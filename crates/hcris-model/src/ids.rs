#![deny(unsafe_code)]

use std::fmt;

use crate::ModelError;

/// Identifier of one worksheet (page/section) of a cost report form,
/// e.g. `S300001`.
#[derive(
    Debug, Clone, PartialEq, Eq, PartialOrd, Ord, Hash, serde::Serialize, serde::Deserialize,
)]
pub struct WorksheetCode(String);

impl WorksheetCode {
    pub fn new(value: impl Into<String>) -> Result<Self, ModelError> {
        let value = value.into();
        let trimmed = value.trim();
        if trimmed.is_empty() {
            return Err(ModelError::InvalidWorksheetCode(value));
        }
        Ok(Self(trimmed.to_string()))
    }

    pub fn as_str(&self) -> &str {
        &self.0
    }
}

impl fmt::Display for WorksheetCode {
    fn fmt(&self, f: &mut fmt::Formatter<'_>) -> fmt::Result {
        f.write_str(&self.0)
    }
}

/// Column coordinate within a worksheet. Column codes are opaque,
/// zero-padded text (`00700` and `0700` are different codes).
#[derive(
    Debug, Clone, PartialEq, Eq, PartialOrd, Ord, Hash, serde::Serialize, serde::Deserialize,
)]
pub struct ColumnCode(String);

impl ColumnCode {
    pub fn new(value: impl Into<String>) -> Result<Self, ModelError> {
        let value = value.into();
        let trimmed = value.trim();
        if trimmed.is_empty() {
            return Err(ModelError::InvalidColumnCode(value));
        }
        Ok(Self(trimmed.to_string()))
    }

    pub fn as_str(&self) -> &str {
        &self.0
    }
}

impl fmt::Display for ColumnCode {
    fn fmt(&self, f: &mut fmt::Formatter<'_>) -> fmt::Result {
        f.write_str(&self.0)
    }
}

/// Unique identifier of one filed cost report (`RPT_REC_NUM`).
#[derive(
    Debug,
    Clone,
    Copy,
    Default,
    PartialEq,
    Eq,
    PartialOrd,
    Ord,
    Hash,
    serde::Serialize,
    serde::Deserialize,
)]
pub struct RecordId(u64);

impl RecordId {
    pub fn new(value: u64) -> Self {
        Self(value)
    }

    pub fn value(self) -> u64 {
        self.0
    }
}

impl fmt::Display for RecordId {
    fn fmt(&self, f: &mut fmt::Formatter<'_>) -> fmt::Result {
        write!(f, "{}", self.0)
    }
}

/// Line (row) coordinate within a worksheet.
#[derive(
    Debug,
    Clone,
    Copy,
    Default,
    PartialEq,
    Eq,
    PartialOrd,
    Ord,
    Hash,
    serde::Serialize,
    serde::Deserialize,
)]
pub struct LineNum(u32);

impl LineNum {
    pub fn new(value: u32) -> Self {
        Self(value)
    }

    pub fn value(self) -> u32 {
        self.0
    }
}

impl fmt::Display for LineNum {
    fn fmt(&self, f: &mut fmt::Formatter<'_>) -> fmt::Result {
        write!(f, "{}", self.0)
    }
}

----------------

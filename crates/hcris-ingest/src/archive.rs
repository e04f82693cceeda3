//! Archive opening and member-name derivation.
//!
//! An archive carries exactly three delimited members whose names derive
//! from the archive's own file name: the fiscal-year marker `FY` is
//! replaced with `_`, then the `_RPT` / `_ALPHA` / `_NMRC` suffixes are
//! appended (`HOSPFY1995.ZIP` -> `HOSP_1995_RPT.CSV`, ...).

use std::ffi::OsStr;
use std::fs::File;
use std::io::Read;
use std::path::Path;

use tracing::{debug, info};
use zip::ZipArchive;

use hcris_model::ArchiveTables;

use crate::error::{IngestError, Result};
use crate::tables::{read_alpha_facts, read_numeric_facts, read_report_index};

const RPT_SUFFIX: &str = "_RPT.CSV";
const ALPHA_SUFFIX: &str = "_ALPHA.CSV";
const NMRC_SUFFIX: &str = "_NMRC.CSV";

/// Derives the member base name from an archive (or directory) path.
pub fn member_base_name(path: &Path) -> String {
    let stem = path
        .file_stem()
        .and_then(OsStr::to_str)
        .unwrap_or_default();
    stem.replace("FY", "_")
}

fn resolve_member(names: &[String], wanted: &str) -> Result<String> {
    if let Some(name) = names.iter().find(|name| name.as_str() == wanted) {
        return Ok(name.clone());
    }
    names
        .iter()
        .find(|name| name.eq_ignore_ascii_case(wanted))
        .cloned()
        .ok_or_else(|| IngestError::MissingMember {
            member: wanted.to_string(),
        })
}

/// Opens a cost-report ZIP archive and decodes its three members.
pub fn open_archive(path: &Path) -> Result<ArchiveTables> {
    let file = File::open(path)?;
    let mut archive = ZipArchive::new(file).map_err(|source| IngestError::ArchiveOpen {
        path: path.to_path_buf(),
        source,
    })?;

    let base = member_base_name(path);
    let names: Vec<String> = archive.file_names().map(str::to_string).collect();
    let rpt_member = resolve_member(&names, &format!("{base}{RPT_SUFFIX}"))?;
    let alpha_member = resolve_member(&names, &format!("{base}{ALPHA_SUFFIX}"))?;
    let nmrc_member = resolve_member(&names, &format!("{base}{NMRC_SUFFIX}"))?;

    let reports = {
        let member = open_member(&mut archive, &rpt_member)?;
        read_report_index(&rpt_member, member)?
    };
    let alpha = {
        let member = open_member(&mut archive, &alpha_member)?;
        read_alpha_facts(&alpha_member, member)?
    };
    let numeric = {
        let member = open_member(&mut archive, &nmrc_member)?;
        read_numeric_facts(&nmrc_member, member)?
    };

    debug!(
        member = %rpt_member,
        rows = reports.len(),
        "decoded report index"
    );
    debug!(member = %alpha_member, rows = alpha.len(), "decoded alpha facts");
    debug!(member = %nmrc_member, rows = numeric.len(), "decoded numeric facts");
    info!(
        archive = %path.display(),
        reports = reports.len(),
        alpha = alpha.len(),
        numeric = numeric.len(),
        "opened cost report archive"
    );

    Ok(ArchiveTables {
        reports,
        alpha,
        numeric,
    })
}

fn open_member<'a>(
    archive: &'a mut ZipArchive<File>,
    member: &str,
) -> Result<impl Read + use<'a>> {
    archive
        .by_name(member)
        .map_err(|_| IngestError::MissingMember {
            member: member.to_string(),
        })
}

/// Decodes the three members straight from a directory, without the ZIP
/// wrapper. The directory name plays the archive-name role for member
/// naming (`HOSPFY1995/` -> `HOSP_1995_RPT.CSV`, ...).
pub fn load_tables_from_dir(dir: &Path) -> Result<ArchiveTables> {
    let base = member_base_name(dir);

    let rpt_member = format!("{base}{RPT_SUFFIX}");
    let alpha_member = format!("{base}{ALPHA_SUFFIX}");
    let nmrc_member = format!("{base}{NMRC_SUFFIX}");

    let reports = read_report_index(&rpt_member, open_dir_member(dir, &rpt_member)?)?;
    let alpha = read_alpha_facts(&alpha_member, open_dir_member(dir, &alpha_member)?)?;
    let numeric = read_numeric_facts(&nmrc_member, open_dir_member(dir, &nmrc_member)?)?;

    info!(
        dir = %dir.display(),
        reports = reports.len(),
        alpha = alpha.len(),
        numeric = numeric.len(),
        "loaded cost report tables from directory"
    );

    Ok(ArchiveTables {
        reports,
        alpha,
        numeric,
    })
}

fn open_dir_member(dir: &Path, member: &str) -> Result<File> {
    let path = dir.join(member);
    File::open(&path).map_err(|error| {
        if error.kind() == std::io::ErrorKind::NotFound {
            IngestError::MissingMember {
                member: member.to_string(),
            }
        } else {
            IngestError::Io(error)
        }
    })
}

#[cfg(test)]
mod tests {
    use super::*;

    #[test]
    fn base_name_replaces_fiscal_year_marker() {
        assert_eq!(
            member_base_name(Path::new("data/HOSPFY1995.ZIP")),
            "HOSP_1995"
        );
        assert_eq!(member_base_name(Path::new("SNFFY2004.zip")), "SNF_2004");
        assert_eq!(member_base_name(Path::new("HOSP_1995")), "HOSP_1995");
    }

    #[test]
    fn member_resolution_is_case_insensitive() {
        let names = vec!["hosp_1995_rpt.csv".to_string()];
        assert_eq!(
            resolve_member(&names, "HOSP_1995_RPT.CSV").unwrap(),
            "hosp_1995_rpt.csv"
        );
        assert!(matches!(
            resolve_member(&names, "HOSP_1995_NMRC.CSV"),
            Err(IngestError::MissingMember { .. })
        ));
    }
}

----------------

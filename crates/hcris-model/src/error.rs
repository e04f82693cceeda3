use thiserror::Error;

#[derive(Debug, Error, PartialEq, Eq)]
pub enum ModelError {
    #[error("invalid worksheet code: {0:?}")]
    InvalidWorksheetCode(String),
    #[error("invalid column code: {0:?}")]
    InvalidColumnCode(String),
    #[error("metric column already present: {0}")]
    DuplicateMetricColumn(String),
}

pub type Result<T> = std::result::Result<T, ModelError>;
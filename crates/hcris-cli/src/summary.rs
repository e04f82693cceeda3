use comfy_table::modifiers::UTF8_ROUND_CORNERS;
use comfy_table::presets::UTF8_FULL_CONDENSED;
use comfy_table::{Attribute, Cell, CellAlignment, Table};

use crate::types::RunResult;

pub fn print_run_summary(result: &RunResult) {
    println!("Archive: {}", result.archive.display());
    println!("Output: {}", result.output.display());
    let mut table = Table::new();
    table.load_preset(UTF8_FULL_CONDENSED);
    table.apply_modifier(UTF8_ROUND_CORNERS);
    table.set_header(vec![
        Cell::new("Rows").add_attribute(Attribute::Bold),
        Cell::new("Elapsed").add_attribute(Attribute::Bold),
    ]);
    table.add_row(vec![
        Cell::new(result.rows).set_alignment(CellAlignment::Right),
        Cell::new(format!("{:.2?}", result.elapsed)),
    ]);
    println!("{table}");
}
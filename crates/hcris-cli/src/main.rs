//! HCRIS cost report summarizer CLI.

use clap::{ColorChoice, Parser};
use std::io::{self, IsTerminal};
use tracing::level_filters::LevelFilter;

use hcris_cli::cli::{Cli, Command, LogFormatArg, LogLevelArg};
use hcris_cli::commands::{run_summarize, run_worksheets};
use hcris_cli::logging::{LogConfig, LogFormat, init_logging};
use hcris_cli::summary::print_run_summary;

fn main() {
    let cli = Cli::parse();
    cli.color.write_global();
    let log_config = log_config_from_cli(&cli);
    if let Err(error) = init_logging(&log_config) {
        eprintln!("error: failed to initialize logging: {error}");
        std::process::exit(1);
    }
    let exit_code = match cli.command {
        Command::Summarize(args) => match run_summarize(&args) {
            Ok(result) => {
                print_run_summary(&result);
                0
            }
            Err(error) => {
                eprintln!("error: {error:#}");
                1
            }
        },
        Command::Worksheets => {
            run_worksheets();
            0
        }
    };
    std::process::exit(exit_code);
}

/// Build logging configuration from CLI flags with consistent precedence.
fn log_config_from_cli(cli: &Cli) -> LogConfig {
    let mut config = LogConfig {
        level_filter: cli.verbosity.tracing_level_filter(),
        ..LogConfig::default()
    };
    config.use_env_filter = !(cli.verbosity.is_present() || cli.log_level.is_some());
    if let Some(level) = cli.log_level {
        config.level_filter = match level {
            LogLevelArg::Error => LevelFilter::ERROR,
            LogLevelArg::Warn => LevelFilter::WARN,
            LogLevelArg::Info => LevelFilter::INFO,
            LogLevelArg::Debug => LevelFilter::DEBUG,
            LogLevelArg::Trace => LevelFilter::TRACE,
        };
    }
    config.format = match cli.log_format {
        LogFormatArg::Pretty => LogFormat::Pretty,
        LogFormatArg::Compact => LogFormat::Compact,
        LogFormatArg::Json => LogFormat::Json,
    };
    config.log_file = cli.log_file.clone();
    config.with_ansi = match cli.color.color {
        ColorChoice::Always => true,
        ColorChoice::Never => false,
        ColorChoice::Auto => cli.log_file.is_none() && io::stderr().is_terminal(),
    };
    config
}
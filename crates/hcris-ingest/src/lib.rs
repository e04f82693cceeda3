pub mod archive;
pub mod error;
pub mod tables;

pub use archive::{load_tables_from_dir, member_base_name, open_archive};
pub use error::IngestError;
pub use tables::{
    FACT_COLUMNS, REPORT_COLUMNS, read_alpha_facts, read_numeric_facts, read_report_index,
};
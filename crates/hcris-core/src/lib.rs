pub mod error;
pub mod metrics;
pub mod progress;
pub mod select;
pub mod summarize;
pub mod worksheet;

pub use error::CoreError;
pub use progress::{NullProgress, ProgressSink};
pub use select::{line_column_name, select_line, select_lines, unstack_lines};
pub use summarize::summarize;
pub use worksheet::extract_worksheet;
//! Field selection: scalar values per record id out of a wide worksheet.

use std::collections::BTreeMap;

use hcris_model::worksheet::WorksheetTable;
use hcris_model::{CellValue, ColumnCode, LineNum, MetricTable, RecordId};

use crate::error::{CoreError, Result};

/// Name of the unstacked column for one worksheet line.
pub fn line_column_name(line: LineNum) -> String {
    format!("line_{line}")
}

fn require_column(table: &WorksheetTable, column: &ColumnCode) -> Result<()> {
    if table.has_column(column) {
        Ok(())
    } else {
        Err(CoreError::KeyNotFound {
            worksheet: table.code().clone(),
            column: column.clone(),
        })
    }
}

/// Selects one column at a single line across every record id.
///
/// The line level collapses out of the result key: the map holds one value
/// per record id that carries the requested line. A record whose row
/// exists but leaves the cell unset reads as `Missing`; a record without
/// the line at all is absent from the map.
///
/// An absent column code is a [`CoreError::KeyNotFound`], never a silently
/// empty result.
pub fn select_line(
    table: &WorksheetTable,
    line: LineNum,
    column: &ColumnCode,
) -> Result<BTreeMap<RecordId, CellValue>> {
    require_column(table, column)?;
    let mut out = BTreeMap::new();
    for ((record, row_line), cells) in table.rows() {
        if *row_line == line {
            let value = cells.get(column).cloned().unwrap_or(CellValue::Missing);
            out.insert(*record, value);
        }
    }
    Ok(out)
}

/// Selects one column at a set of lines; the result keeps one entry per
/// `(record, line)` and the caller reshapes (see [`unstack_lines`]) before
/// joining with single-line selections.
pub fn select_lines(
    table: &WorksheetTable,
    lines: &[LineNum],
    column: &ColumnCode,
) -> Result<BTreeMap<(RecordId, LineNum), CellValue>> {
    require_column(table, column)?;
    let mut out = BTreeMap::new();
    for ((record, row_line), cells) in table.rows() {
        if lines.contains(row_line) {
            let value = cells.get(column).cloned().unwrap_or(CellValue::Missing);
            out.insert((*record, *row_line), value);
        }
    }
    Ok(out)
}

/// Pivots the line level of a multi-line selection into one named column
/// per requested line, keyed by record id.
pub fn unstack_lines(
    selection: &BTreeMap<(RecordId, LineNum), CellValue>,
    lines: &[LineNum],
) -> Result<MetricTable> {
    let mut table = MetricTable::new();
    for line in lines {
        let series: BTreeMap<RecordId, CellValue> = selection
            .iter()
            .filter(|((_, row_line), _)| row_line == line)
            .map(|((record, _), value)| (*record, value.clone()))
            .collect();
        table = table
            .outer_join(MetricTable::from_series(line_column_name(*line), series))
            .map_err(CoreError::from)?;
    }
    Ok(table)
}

----------------

For each line above that contains "InvalidWorksheetCode", add one to a count, then state only the final number.

- Solution:
2